Happy Hearts Method of Discipline for Toddlers

How we use the "happy hearts" method of discipline with our toddler.

A few weeks ago, I introduced the Fruit of the Spirit Curriculum for Toddlers. To explain why I decided to create a curriculum for my two year old I said:

It all clicked one day when we were riding in the car and my toddler began to fuss. Before I could guide him through “happy hearts” and “putting on patience,” my husband and I heard him say, “Patience. Patience. Happy heart.” He quit whining. When he began to whine again he repeated, “Patience. Patience. Happy heart.” I never had to say a word as I listened to my son speak truth to himself, and thus learning to control his emotions through the simple truth found in a single Fruit of the Spirit.

In the comments a reader asked me to expand on the “happy hearts” concept. So today I want to try to explain how the happy hearts method of discipline for toddlers came about.

Please remember this is something that works for my family. You’ll need to pray and seek the Lord for your own since each family (and child) is different. I have no idea if this will work with my next one!

How We Use the Happy Hearts Method of Discipline with Our Toddler

There came a point when we noticed our son exerting his will and it wasn’t always willful disobedience; it was simply childishness.
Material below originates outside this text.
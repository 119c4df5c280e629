//! Library surface of the `memdir` binary. The logging bootstrap lives
//! here so integration tests can route it through a capture writer.

pub mod logging;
He would get so upset (lacking self control).

Childishness doesn’t equate the rod in our home so as we prayed for God’s leading a friend happened to loan me a book.

I don’t remember the name of the book, and that’s fine because I didn’t really care for it enough to recommend it. But it was the instrument God used to bring this concept of “happy hearts” home for me.

In the book, the author explained that children who are throwing a tantrum need to be removed from the scene and placed in an area alone. This is similar to another popular method for training children, which is the use of “time outs” and “timers”. The difference between the aforementioned method and time outs is the child can come out when he decides he is ready to stop said tantrum and resume normal activities with the family.

This shortens the tantrum; tantrums aren’t any fun without an audience. Then when the child returns to the family, you don’t talk about the incident. You just go about normal activities, but you don’t shun the child. They are fully restored. I didn’t like the second part of not even speaking of the incident. Not entirely anyway.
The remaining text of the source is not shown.